Going abroad to live
- The tax rules have changed recently and you will need to take care if you are hoping to leave the UK and relinquish UK residence for tax purposes. You should also be aware that the approach taken by Revenue & Customs to taxpayers leaving the UK for tax purposes has hardened considerably recently, so you will need to consider your medium term plans very carefully if you wish to establish non residence.
- As the test of residence normally applies for a whole tax year, if you are planning to leave the UK ensuring that you go in the last few months of the tax year might provide an extra year of non residence once you have established non UK status.
- Planning your visits to the UK in advance is also important, so that you have some days ‘in hand’ for emergencies such as an unexpected family event. In some cases visits to the UK can be ignored, but it is wise to plan carefully in the early years after departure.
- You should also be aware that although leaving the UK takes effect for income tax purposes almost immediately, any capital gains realised during the first 5 years abroad can end up being taxed in the UK if you have to relinquish your non resident status.
- If you are not UK domiciled, you will only benefit from the remittance basis if your unremitted overseas income and gains are less than £2,000 or you make a claim.

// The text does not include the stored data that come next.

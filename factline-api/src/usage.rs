//! Usage Recorder
//!
//! Post-response bookkeeping, applied once per authenticated request.
//! Updates are closures handed to the identity store, which applies them to
//! the current record. Nothing here trusts the copy carried through the
//! pipeline, so a concurrent plan change is never overwritten.

use crate::config::UsageConfig;
use chrono::{DateTime, Utc};
use factline_core::{Credential, EntityId, Identity, StorageResult};
use factline_storage::IdentityStore;
use std::sync::Arc;

/// How a request ended.
#[derive(Debug, Clone, PartialEq, Eq)]
pub struct UsageOutcome {
    /// HTTP-equivalent status code.
    pub status: u16,
    pub endpoint: String,
    pub latency_ms: u64,
    pub at: DateTime<Utc>,
}

impl UsageOutcome {
    pub fn is_success(&self) -> bool {
        self.status < 400
    }
}

/// Applies usage counters through the identity store.
#[derive(Clone)]
pub struct UsageRecorder {
    store: Arc<dyn IdentityStore>,
    config: UsageConfig,
}

impl UsageRecorder {
    pub fn new(store: Arc<dyn IdentityStore>, config: UsageConfig) -> Self {
        Self { store, config }
    }

    /// Record one finished request.
    ///
    /// Success charges the identity's monthly counter (the one the quota
    /// tracker checks plan quota against) and the credential's
    /// total and monthly counters, folds the latency into the moving
    /// average and counts the endpoint. Failure only bumps the credential's
    /// error counter.
    pub async fn record(
        &self,
        identity_id: EntityId,
        credential_id: EntityId,
        outcome: &UsageOutcome,
    ) -> StorageResult<()> {
        if !outcome.is_success() {
            self.store
                .update_credential(credential_id, &|credential: &mut Credential| {
                    credential.usage.error_count = credential.usage.error_count.saturating_add(1);
                })
                .await?;
            return Ok(());
        }

        let at = outcome.at;
        self.store
            .update_identity(identity_id, &|identity: &mut Identity| {
                identity.monthly.increment(1, at);
            })
            .await?;

        let max_endpoints = self.config.max_popular_endpoints;
        self.store
            .update_credential(credential_id, &|credential: &mut Credential| {
                let usage = &mut credential.usage;
                usage.total_requests = usage.total_requests.saturating_add(1);
                usage.avg_response_ms =
                    moving_average(usage.avg_response_ms, usage.total_requests, outcome.latency_ms);
                usage.monthly.increment(1, at);
                usage.last_used_at = Some(at);
                usage.record_endpoint(&outcome.endpoint, max_endpoints);
            })
            .await?;

        Ok(())
    }
}

impl std::fmt::Debug for UsageRecorder {
    fn fmt(&self, f: &mut std::fmt::Formatter<'_>) -> std::fmt::Result {
        f.debug_struct("UsageRecorder")
            .field("config", &self.config)
            .finish_non_exhaustive()
    }
}

/// `(old * (n - 1) + latest) / n`, where `n` counts the latest sample.
pub fn moving_average(old: f64, n: u64, latest_ms: u64) -> f64 {
    if n == 0 {
        return old;
    }
    let n = n as f64;
    (old * (n - 1.0) + latest_ms as f64) / n
}
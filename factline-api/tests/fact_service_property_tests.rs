//! Property-Based Tests for Fact Resolution
//!
//! **Property 1: Unknown categories are rejected before any lookup**
//!
//! For any string outside the fixed category set, `resolve_fact` fails with
//! `InvalidCategory`, never touches the cache or store, and consumes no
//! quota.
//!
//! **Property 2: A cached entry short-circuits the pipeline**
//!
//! For any category, once a fact has been resolved, repeated requests are
//! served from the cache without calling the store or the generator.
//!
//! **Property 3: Category spelling does not matter**
//!
//! For any category written in any case with surrounding whitespace,
//! resolution behaves as for the canonical name.

use factline_api::{
    AuthError, ClientContext, CredentialMaterial, FactRequest, FactService, ResolutionError,
    ServiceConfig, ServiceDeps, ServiceError,
};
use factline_core::{Category, Clock, FactSource, LlmError, PlanTier, QuotaLimit};
use factline_test_utils::{
    fixtures, generators, CountingFactStore, CredentialStatus, Fact, FactStore,
    FailingIdentityStore, FailingKvBackend, InMemoryFactStore, InMemoryIdentityStore, KvBackend,
    ManualClock, MemoryKvBackend, NewFact, ScriptedCompletion,
};
use proptest::prelude::*;
use std::sync::Arc;
use std::time::Duration;

const SECRET: &str = "fl_live_5f0c2a9e1b7d";
const GENERATED: &str = "Fact: Octopuses have three hearts and blue blood.";

// ============================================================================
// HARNESS
// ============================================================================

struct Harness {
    service: FactService,
    clock: Arc<ManualClock>,
    facts: Arc<CountingFactStore>,
    identities: Arc<InMemoryIdentityStore>,
    completion: Arc<ScriptedCompletion>,
}

fn harness(facts: Vec<Fact>) -> Harness {
    let clock = fixtures::clock();
    let kv = Arc::new(MemoryKvBackend::new(clock.clone()));
    build(clock, kv, facts, ServiceConfig::default(), ScriptedCompletion::always(GENERATED))
}

fn build(
    clock: Arc<ManualClock>,
    kv: Arc<dyn KvBackend>,
    facts: Vec<Fact>,
    config: ServiceConfig,
    completion: ScriptedCompletion,
) -> Harness {
    let facts = Arc::new(CountingFactStore::new(InMemoryFactStore::with_facts(
        clock.clone(),
        facts,
    )));
    let identities = Arc::new(InMemoryIdentityStore::new());
    let completion = Arc::new(completion);
    let deps = ServiceDeps {
        kv,
        facts: facts.clone(),
        identities: identities.clone(),
        completion: Some(completion.clone()),
        clock: clock.clone(),
    };
    let service = FactService::new(deps, config).unwrap();
    Harness {
        service,
        clock,
        facts,
        identities,
        completion,
    }
}

fn ctx() -> ClientContext {
    ClientContext::new("/facts/random")
}

fn key() -> Option<CredentialMaterial> {
    Some(CredentialMaterial::api_key(SECRET))
}
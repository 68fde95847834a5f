//! Collaborator traits
//!
//! The resolution pipeline talks to three external capabilities: a key/value
//! store with atomic counters (cache and quota), a persistent fact store, and
//! an identity store. Each is an object-safe async trait so services can hold
//! `Arc<dyn ...>` and tests can swap in fakes.

use async_trait::async_trait;
use factline_core::{Category, Credential, EntityId, Fact, Identity, NewFact, StorageResult};
use std::time::Duration;

// ============================================================================
// KEY/VALUE BACKEND
// ============================================================================

/// Backing store for the cache layer and the quota counters.
///
/// Values are opaque strings. Every key carries an expiry; reads past expiry
/// behave as if the key were absent.
#[async_trait]
pub trait KvBackend: Send + Sync {
    /// Read a value, `None` if absent or expired.
    async fn get(&self, key: &str) -> StorageResult<Option<String>>;

    /// Write a value, replacing any previous value and expiry.
    async fn set(&self, key: &str, value: String, ttl: Duration) -> StorageResult<()>;

    /// Remove a key. Returns whether a live key was removed.
    async fn delete(&self, key: &str) -> StorageResult<bool>;

    /// Atomically add `by` to a counter and return the new value.
    ///
    /// A missing or expired counter starts at zero and receives `ttl`; an
    /// existing counter keeps its expiry.
    async fn incr_with_expiry(&self, key: &str, by: u64, ttl: Duration) -> StorageResult<u64>;

    /// Add `member` to the set at `key`.
    ///
    /// The set's expiry becomes the later of its current expiry and
    /// `now + ttl`; it is never shortened.
    async fn set_add(&self, key: &str, member: &str, ttl: Duration) -> StorageResult<()>;

    /// Members of the set at `key`, empty if absent or expired.
    async fn set_members(&self, key: &str) -> StorageResult<Vec<String>>;
}

// ============================================================================
// FACT STORE
// ============================================================================

/// Query constraints for fact lookups.
#[derive(Debug, Clone, Default, PartialEq, Eq)]
pub struct FactFilter {
    pub category: Option<Category>,
    /// Require this verification flag when set.
    pub verified: Option<bool>,
    /// Exclude generator-sourced records.
    pub exclude_generated: bool,
}

impl FactFilter {
    /// Verified facts, optionally constrained to a category.
    pub fn verified(category: Option<Category>) -> Self {
        Self {
            category,
            verified: Some(true),
            exclude_generated: false,
        }
    }

    pub fn excluding_generated(mut self, exclude: bool) -> Self {
        self.exclude_generated = exclude;
        self
    }

    /// Whether `fact` satisfies every constraint.
    pub fn matches(&self, fact: &Fact) -> bool {
        if let Some(category) = self.category {
            if fact.category != category {
                return false;
            }
        }
        if let Some(verified) = self.verified {
            if fact.verified != verified {
                return false;
            }
        }
        !(self.exclude_generated && fact.generated)
    }
}

/// Persistent fact storage.
#[async_trait]
pub trait FactStore: Send + Sync {
    /// First matching fact in storage order.
    async fn find_one(&self, filter: &FactFilter) -> StorageResult<Option<Fact>>;

    /// Uniform random sample of one matching fact.
    async fn sample_one(&self, filter: &FactFilter) -> StorageResult<Option<Fact>>;

    /// Insert a new fact and return the stored record.
    async fn insert(&self, fact: NewFact) -> StorageResult<Fact>;

    /// Fetch a fact by id.
    async fn get(&self, id: EntityId) -> StorageResult<Option<Fact>>;

    /// Increment the view counter. Fails with `NotFound` for unknown ids.
    async fn record_view(&self, id: EntityId) -> StorageResult<Fact>;

    /// Increment the like counter. Fails with `NotFound` for unknown ids.
    async fn record_like(&self, id: EntityId) -> StorageResult<Fact>;
}

// ============================================================================
// IDENTITY STORE
// ============================================================================

/// Mutation applied by an identity store to a freshly read record.
pub type IdentityUpdate<'a> = &'a (dyn Fn(&mut Identity) + Send + Sync);

/// Mutation applied by an identity store to a freshly read record.
pub type CredentialUpdate<'a> = &'a (dyn Fn(&mut Credential) + Send + Sync);

/// Identity and credential storage.
#[async_trait]
pub trait IdentityStore: Send + Sync {
    /// Look up a credential by the SHA-256 hex digest of its secret, along
    /// with its owning identity. Status is not filtered here.
    async fn find_by_credential(
        &self,
        secret_hash: &str,
    ) -> StorageResult<Option<(Identity, Credential)>>;

    /// Apply `update` to the current identity record under the store's own
    /// synchronization and return the result.
    async fn update_identity(
        &self,
        id: EntityId,
        update: IdentityUpdate<'_>,
    ) -> StorageResult<Identity>;

    /// Apply `update` to the current credential record under the store's own
    /// synchronization and return the result.
    async fn update_credential(
        &self,
        id: EntityId,
        update: CredentialUpdate<'_>,
    ) -> StorageResult<Credential>;
}
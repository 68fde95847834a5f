//! Text completion provider implementations

pub mod openai;

pub use openai::OpenAiCompletionClient;

use factline_core::LlmError;

pub(crate) fn request_failed(provider: &str, status: u16, message: impl Into<String>) -> LlmError {
    LlmError::RequestFailed {
        provider: provider.to_string(),
        status,
        message: message.into(),
    }
}

pub(crate) fn rate_limited(provider: &str, retry_after_ms: u64) -> LlmError {
    LlmError::RateLimited {
        provider: provider.to_string(),
        retry_after_ms,
    }
}

pub(crate) fn invalid_response(provider: &str, reason: impl Into<String>) -> LlmError {
    LlmError::InvalidResponse {
        provider: provider.to_string(),
        reason: reason.into(),
    }
}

This claim will deny you personal allowances and capital gains tax annual exemption, and might also trigger a £30,000 tax charge.
- All income remitted to the UK is liable to tax in the UK, irrespective of the basis on which you are taxed.
- You might wish to review your tax position in the light of this, especially if you have been resident in the UK for several years, as you might in future be liable to the remittance basis charge of £30,000.